People are moving all across the world, some running from terrible conditions, others going to seek better educations and opportunities.  They are inter-marrying, and often their children are moving to new places. This isn’t going to stop, even if one country decides to build a wall.

Ideas are flowing even more quickly across the world. Some people are trying to finding ways we can all benefit from each other’s knowledge, and improve the lives of everyone, all across the globe.  Others a still pretty primitive, and are spreading ideas about how some people are different and should be driven away, or blown up.

To those who say that if everyone would just take care of themselves, and not hurt anyone else, that’s enough, I have to answer, sadly, that is no longer true.  We now still have to take care of ourselves, but also be aware of how we do it, and how it affects everyone else.  You can’t leave your garbage in the woods.  You can’t burn your garbage in the back yard. You can’t leave the water running all day.  You can’t drive a car that doesn’t run clean.
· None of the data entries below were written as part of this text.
use serde::{Deserialize, Serialize};
use std::fmt;
use std::str::FromStr;

/// Closed vocabulary of topics a trainee message can be about.
///
/// The label set is shared with the classifier instruction prompt, so adding a
/// variant means adding it to [`IntentCode::ALL`] as well; the exhaustive
/// matches below will not compile otherwise.
#[derive(Clone, Copy, Debug, Hash, Eq, PartialEq, Ord, PartialOrd, Serialize, Deserialize)]
#[serde(rename_all = "SCREAMING_SNAKE_CASE")]
pub enum IntentCode {
    Greeting,
    AskChiefComplaint,
    AskOnset,
    AskDuration,
    AskCharacter,
    AskRadiation,
    AskAssociatedSymptoms,
    AskExacerbatingFactors,
    AskRelievingFactors,
    AskSeverity,
    AskPastMedicalHistory,
    AskMedications,
    AskAllergies,
    AskSocialHistory,
    AskFamilyHistory,
    AskDemographics,
    AskDiet,
    AskLifestyle,
    AskIdeas,
    AskConcerns,
    AskExpectations,
    PerformExamGeneral,
    PerformExamCardio,
    PerformExamResp,
    PerformExamAbdo,
    PerformExamNeuro,
    CheckVitals,
    RequestEcg,
    RequestTroponin,
    RequestLabs,
    RequestImaging,
    #[serde(alias = "CLINICAL_INTENT")]
    Clinical,
    #[serde(alias = "CONVERSATIONAL_INTENT")]
    Conversational,
    #[serde(alias = "UNCLEAR_INTENT")]
    Unclear,
    NurseCommand,
    Unknown,
}

/// Topic families the stage policy reasons about.
#[derive(Clone, Copy, Debug, Eq, PartialEq, Serialize, Deserialize)]
#[serde(rename_all = "snake_case")]
pub enum IntentGroup {
    History,
    Exam,
    Investigation,
}

impl IntentCode {
    pub const ALL: [IntentCode; 36] = [
        Self::Greeting,
        Self::AskChiefComplaint,
        Self::AskOnset,
        Self::AskDuration,
        Self::AskCharacter,
        Self::AskRadiation,
        Self::AskAssociatedSymptoms,
        Self::AskExacerbatingFactors,
        Self::AskRelievingFactors,
        Self::AskSeverity,
        Self::AskPastMedicalHistory,
        Self::AskMedications,
        Self::AskAllergies,
        Self::AskSocialHistory,
        Self::AskFamilyHistory,
        Self::AskDemographics,
        Self::AskDiet,
        Self::AskLifestyle,
        Self::AskIdeas,
        Self::AskConcerns,
        Self::AskExpectations,
        Self::PerformExamGeneral,
        Self::PerformExamCardio,
        Self::PerformExamResp,
        Self::PerformExamAbdo,
        Self::PerformExamNeuro,
        Self::CheckVitals,
        Self::RequestEcg,
        Self::RequestTroponin,
        Self::RequestLabs,
        Self::RequestImaging,
        Self::Clinical,
        Self::Conversational,
        Self::Unclear,
        Self::NurseCommand,
        Self::Unknown,
    ];

    pub fn as_str(self) -> &'static str {
        match self {
            Self::Greeting => "GREETING",
            Self::AskChiefComplaint => "ASK_CHIEF_COMPLAINT",
            Self::AskOnset => "ASK_ONSET",
            Self::AskDuration => "ASK_DURATION",
            Self::AskCharacter => "ASK_CHARACTER",
            Self::AskRadiation => "ASK_RADIATION",
            Self::AskAssociatedSymptoms => "ASK_ASSOCIATED_SYMPTOMS",
            Self::AskExacerbatingFactors => "ASK_EXACERBATING_FACTORS",
            Self::AskRelievingFactors => "ASK_RELIEVING_FACTORS",
            Self::AskSeverity => "ASK_SEVERITY",
            Self::AskPastMedicalHistory => "ASK_PAST_MEDICAL_HISTORY",
            Self::AskMedications => "ASK_MEDICATIONS",
            Self::AskAllergies => "ASK_ALLERGIES",
            Self::AskSocialHistory => "ASK_SOCIAL_HISTORY",
            Self::AskFamilyHistory => "ASK_FAMILY_HISTORY",
            Self::AskDemographics => "ASK_DEMOGRAPHICS",
            Self::AskDiet => "ASK_DIET",
            Self::AskLifestyle => "ASK_LIFESTYLE",
            Self::AskIdeas => "ASK_IDEAS",
            Self::AskConcerns => "ASK_CONCERNS",
            Self::AskExpectations => "ASK_EXPECTATIONS",
            Self::PerformExamGeneral => "PERFORM_EXAM_GENERAL",
            Self::PerformExamCardio => "PERFORM_EXAM_CARDIO",
            Self::PerformExamResp => "PERFORM_EXAM_RESP",
            Self::PerformExamAbdo => "PERFORM_EXAM_ABDO",
            Self::PerformExamNeuro => "PERFORM_EXAM_NEURO",
            Self::CheckVitals => "CHECK_VITALS",
            Self::RequestEcg => "REQUEST_ECG",
            Self::RequestTroponin => "REQUEST_TROPONIN",
            Self::RequestLabs => "REQUEST_LABS",
            Self::RequestImaging => "REQUEST_IMAGING",
            Self::Clinical => "CLINICAL",
            Self::Conversational => "CONVERSATIONAL",
            Self::Unclear => "UNCLEAR",
            Self::NurseCommand => "NURSE_COMMAND",
            Self::Unknown => "UNKNOWN",
        }
    }

    /// Parse a classifier label. Accepts the legacy `*_INTENT` spellings.
    pub fn from_label(label: &str) -> Option<Self> {
        let label = label.trim();
        match label {
            "CLINICAL_INTENT" => return Some(Self::Clinical),
            "CONVERSATIONAL_INTENT" => return Some(Self::Conversational),
            "UNCLEAR_INTENT" => return Some(Self::Unclear),
            _ => {}
        }
        Self::ALL.into_iter().find(|code| code.as_str() == label)
    }

    pub fn group(self) -> Option<IntentGroup> {
        match self {
            Self::AskChiefComplaint
            | Self::AskOnset
            | Self::AskDuration
            | Self::AskCharacter
            | Self::AskRadiation
            | Self::AskAssociatedSymptoms
            | Self::AskExacerbatingFactors
            | Self::AskRelievingFactors
            | Self::AskSeverity
            | Self::AskPastMedicalHistory
            | Self::AskMedications
            | Self::AskAllergies
            | Self::AskSocialHistory
            | Self::AskFamilyHistory
            | Self::AskDemographics
            | Self::AskDiet
            | Self::AskLifestyle
            | Self::AskIdeas
            | Self::AskConcerns
            | Self::AskExpectations => Some(IntentGroup::History),
            Self::PerformExamGeneral
            | Self::PerformExamCardio
            | Self::PerformExamResp
            | Self::PerformExamAbdo
            | Self::PerformExamNeuro
            | Self::CheckVitals => Some(IntentGroup::Exam),
            Self::RequestEcg | Self::RequestTroponin | Self::RequestLabs | Self::RequestImaging => {
                Some(IntentGroup::Investigation)
            }
            Self::Greeting
            | Self::Clinical
            | Self::Conversational
            | Self::Unclear
            | Self::NurseCommand
            | Self::Unknown => None,
        }
    }

    /// Intents that are answerable at every stage.
    pub fn is_universal(self) -> bool {
        matches!(self, Self::Greeting | Self::Unknown)
    }

    /// Whether the intent maps onto a canonical case fact.
    pub fn is_fact(self) -> bool {
        self == Self::Greeting || self.group().is_some()
    }
}

impl fmt::Display for IntentCode {
    fn fmt(&self, f: &mut fmt::Formatter<'_>) -> fmt::Result {
        f.write_str(self.as_str())
    }
}

#[derive(Clone, Debug, thiserror::Error)]
#[error("unknown intent label: {0}")]
pub struct UnknownIntent(pub String);

impl FromStr for IntentCode {
    type Err = UnknownIntent;
    fn from_str(s: &str) -> Result<Self, Self::Err> {
        Self::from_label(s).ok_or_else(|| UnknownIntent(s.to_owned()))
    }
}

/// One classification of one inbound message.
#[derive(Clone, Debug, PartialEq, Serialize, Deserialize)]
#[serde(rename_all = "camelCase")]
pub struct IntentResult {
    pub intent: IntentCode,
    pub confidence: f32,
    pub original_query: String,
}

impl IntentResult {
    pub fn new(intent: IntentCode, confidence: f32, original_query: impl Into<String>) -> Self {
        Self {
            intent,
            confidence: confidence.clamp(0.0, 1.0),
            original_query: original_query.into(),
        }
    }
}

#[cfg(test)]
mod tests {
    use super::*;

    #[test]
    fn labels_roundtrip_through_from_label() {
        for code in IntentCode::ALL {
            assert_eq!(IntentCode::from_label(code.as_str()), Some(code));
        }
    }

    #[test]
    fn labels_match_serde_names() {
        for code in IntentCode::ALL {
            let json = serde_json::to_string(&code).unwrap();
            assert_eq!(json, format!("\"{}\"", code.as_str()));
        }
    }

    #[test]
    fn legacy_aliases_accepted() {
        assert_eq!(IntentCode::from_label("CONVERSATIONAL_INTENT"), Some(IntentCode::Conversational));
        assert_eq!(IntentCode::from_label("UNCLEAR_INTENT"), Some(IntentCode::Unclear));
        let parsed: IntentCode = serde_json::from_str("\"CLINICAL_INTENT\"").unwrap();
        assert_eq!(parsed, IntentCode::Clinical);
    }

    #[test]
    fn unknown_label_rejected() {
        assert_eq!(IntentCode::from_label("ASK_HOROSCOPE"), None);
        assert!("ask_onset".parse::<IntentCode>().is_err());
    }

    #[test]
    fn groups() {
        assert_eq!(IntentCode::AskOnset.group(), Some(IntentGroup::History));
        assert_eq!(IntentCode::CheckVitals.group(), Some(IntentGroup::Exam));
        assert_eq!(IntentCode::RequestTroponin.group(), Some(IntentGroup::Investigation));
        assert_eq!(IntentCode::Greeting.group(), None);
    }

    #[test]
    fn fact_intents() {
        assert!(IntentCode::Greeting.is_fact());
        assert!(IntentCode::AskAllergies.is_fact());
        assert!(!IntentCode::Clinical.is_fact());
        assert!(!IntentCode::NurseCommand.is_fact());
        assert!(!IntentCode::Unknown.is_fact());
    }

    #[test]
    fn confidence_is_clamped() {
        let r = IntentResult::new(IntentCode::AskOnset, 1.7, "when did it start");
        assert_eq!(r.confidence, 1.0);
        let r = IntentResult::new(IntentCode::Unclear, -0.2, "?");
        assert_eq!(r.confidence, 0.0);
    }
}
You can’t text while driving that car. Burning down the rain forrest in Brazil affects the air quality in Russia.  Insider trading undermines the trust necessary to financial transactions.  Discriminatory housing practices create tensions and anger that can ruin a city. Not paying taxes undermines the fairness of a society. Corruption and unfairness make doing business much more difficult.  Everyone who feels cheated starts to cheat to protect themselves.

The fact that the rest of the world didn’t care that the Israelis and Palestinians never settled their differences for eighty years has affected almost everyone in the world. It has created the chaos and conflict through-out the region that has now affected almost every country in the world.
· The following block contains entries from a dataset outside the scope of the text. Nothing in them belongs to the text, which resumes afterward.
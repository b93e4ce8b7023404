/// SQL DDL for the session database.
/// WAL mode + foreign keys enabled at connection time.
pub const SCHEMA_VERSION: u32 = 1;

pub const CREATE_TABLES: &str = r#"
CREATE TABLE IF NOT EXISTS sessions (
    id TEXT PRIMARY KEY,
    user_id TEXT NOT NULL,
    case_id TEXT NOT NULL,
    current_stage TEXT NOT NULL DEFAULT 'History',
    completed_stages TEXT NOT NULL DEFAULT '[]',
    revealed_intents TEXT NOT NULL DEFAULT '[]',
    status TEXT NOT NULL DEFAULT 'active',
    created_at TEXT NOT NULL,
    last_interaction_at TEXT NOT NULL
);

CREATE TABLE IF NOT EXISTS transcript (
    session_id TEXT NOT NULL REFERENCES sessions(id),
    sequence INTEGER NOT NULL,
    role TEXT NOT NULL,
    text TEXT NOT NULL,
    created_at TEXT NOT NULL,
    PRIMARY KEY (session_id, sequence)
);

CREATE INDEX IF NOT EXISTS idx_sessions_owner ON sessions(user_id, case_id, status);

CREATE TABLE IF NOT EXISTS schema_version (
    version INTEGER NOT NULL
);
"#;

pub const PRAGMAS: &str = r#"
PRAGMA journal_mode = WAL;
PRAGMA foreign_keys = ON;
PRAGMA busy_timeout = 5000;
PRAGMA synchronous = NORMAL;
"#;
If people can’t support their families in Mississippi or Wisconsin it affects me here in Massachusetts, even though my kids have good jobs and my wife and I have just stopped working after forty years.  It affects us if kids in Kansas go to terrible schools and won’t be able to understand the world in which they are living, even if my grandchildren do.  Those Kansas kids will struggle and get angry and who knows who they will blame.

I would love to be able to relax and read a good mystery without feeling that something is going terribly wrong and I need to help fix it.  I would love to just post pictures of my grandchildren playing with ducks, or only spend time telling you how amazing Isiah Thomas has been for the Celtics. — which he has been and I do spend time talking about it. 

To all of you who spend part of the day meditating and being mindful.  And to the others who are reading about how to be wildly successful by focusing on your goals, that’s great, and go for it.  But be aware, that you can’t achieve your goal on your own, and also it’s worthless if the world you are living in is falling apart. If you just take care of yourself you may not notice that the freedoms of other people to just take care of themselves is slipping away. They are not sliding down a slippery slope, they are falling off a cliff, and once they go we all soon will follow.


We all have to be aware of what we are doing and how it affects other people, even, and perhaps especially, the ones who don’t know, who we think of as different from us. We are all in this together.  We will all live together in a better world, or we will all live like the poor people of Somalia, with constant conflict and chaos.  Those are our choices. The choices are becoming clearer each day.

So, as they say at the check-out counter: “Have a great day.”